Data excerpts:
================

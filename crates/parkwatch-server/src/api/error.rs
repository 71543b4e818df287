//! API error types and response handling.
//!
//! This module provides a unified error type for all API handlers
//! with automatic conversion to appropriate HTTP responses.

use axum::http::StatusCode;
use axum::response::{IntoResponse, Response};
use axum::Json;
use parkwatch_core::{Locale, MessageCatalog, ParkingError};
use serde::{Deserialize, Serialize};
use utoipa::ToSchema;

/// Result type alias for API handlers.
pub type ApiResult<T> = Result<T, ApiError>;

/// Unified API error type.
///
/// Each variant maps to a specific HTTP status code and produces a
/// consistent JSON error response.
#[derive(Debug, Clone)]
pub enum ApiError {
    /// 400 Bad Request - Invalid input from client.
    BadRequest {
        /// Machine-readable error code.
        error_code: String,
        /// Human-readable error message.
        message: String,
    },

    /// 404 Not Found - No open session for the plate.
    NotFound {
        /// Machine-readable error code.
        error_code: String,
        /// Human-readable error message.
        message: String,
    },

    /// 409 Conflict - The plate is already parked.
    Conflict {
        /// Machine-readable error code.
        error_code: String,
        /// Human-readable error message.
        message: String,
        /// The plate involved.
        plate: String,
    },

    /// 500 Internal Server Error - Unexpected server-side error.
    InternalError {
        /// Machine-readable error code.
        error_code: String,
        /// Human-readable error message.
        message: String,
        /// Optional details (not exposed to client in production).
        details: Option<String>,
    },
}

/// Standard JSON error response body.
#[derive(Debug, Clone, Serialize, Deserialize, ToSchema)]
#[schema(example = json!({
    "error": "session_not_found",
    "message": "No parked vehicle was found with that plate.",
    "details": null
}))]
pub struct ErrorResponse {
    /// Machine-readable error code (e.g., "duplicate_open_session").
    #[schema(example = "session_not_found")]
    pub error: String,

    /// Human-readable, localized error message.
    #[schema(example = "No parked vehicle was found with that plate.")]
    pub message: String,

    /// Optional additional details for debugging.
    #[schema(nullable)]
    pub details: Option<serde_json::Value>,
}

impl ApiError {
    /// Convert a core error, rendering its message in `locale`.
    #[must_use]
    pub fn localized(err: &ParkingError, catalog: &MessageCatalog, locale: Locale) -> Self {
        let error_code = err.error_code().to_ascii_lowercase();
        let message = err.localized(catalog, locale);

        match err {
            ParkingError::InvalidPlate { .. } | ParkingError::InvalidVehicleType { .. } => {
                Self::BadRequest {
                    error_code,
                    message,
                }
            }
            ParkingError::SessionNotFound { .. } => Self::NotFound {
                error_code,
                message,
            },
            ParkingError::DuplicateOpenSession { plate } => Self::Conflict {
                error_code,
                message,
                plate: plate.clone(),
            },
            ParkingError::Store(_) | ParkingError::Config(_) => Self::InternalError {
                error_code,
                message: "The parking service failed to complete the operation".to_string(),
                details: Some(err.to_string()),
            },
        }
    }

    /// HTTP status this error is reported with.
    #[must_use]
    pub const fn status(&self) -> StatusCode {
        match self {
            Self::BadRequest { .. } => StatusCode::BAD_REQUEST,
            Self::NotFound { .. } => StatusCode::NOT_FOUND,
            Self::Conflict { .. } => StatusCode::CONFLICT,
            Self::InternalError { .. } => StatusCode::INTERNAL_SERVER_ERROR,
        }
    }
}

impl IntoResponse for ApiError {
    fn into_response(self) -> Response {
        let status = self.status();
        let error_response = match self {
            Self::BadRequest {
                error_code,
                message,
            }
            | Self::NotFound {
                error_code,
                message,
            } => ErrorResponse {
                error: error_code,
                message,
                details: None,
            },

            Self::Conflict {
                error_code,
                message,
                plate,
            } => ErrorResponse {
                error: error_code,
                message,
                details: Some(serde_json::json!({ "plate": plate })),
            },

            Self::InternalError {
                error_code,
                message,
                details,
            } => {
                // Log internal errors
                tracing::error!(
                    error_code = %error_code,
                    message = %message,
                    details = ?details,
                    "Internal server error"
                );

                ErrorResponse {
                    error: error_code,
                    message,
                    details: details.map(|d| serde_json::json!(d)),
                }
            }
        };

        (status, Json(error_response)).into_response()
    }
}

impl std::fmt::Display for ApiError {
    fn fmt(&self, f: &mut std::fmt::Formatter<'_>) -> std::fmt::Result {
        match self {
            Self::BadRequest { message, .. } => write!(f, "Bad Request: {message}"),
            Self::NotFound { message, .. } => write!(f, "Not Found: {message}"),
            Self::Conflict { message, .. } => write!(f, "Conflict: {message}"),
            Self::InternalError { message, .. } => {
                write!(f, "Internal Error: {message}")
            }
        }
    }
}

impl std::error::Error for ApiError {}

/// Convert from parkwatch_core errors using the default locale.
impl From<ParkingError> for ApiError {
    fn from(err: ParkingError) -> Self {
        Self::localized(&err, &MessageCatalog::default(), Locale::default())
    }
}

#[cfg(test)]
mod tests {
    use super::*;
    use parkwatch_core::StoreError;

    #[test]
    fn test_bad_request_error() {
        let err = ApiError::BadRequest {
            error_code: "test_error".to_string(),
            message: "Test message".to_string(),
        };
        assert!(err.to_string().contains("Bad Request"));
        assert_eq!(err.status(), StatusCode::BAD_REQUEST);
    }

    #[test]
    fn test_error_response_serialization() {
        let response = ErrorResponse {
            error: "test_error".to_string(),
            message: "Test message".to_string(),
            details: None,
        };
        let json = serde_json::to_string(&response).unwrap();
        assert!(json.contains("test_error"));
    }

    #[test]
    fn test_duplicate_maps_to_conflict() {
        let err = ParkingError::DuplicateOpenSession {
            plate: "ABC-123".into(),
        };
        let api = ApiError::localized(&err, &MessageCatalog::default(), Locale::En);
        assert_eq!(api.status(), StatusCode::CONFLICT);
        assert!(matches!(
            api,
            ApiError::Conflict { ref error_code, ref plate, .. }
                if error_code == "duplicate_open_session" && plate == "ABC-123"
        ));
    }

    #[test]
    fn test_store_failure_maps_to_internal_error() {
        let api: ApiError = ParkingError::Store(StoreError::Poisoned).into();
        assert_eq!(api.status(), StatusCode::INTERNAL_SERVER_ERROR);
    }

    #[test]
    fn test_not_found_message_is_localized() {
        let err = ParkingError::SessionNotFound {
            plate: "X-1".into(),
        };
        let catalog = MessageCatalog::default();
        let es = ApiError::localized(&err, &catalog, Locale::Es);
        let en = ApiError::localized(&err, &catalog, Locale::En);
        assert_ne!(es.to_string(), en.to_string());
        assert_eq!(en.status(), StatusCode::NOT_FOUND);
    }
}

================

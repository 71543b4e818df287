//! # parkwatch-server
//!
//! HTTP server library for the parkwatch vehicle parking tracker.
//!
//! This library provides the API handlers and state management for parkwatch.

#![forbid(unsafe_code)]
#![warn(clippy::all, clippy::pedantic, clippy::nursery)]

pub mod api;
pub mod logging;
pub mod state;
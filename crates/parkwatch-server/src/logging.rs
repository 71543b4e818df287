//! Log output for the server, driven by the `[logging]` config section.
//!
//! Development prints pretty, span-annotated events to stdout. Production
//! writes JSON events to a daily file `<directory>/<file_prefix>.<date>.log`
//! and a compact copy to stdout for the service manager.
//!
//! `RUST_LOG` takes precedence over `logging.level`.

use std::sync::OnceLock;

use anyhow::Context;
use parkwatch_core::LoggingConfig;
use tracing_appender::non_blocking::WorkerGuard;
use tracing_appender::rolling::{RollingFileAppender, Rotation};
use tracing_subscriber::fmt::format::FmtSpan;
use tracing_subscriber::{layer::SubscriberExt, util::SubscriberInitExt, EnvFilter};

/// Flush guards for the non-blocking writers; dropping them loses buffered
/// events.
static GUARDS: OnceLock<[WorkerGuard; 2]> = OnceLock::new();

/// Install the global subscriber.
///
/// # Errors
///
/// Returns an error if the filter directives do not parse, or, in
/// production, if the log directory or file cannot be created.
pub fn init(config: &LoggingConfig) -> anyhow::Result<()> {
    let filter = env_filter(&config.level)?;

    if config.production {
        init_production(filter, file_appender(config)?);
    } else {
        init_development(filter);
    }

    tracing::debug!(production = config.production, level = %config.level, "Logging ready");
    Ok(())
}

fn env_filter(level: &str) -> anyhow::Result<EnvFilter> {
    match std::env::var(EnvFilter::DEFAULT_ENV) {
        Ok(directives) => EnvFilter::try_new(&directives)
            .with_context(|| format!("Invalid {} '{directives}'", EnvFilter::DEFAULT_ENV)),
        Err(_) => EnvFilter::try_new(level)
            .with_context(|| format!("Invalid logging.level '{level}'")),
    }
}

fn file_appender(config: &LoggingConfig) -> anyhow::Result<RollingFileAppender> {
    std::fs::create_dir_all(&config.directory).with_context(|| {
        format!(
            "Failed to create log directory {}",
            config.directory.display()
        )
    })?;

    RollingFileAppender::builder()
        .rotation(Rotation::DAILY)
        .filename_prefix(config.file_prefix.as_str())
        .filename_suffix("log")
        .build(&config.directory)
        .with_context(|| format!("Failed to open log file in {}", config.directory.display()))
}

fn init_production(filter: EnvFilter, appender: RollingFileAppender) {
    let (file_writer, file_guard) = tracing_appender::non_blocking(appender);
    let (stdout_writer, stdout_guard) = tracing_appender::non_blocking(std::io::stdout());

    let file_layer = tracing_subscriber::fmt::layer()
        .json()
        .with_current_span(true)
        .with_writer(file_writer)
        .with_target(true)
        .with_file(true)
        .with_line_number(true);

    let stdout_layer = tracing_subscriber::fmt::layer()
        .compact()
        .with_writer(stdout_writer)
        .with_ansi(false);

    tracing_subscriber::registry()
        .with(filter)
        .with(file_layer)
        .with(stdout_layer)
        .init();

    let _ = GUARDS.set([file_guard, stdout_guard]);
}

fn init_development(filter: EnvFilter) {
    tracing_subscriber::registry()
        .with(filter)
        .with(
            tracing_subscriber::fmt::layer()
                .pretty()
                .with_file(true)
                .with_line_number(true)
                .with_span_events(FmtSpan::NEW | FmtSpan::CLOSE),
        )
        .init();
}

================

What you will do: Spot every line in the entries that includes the word "Rotation", and copy each one out.

Answer space:
use tracing_appender::rolling::{RollingFileAppender, Rotation};
        .rotation(Rotation::DAILY)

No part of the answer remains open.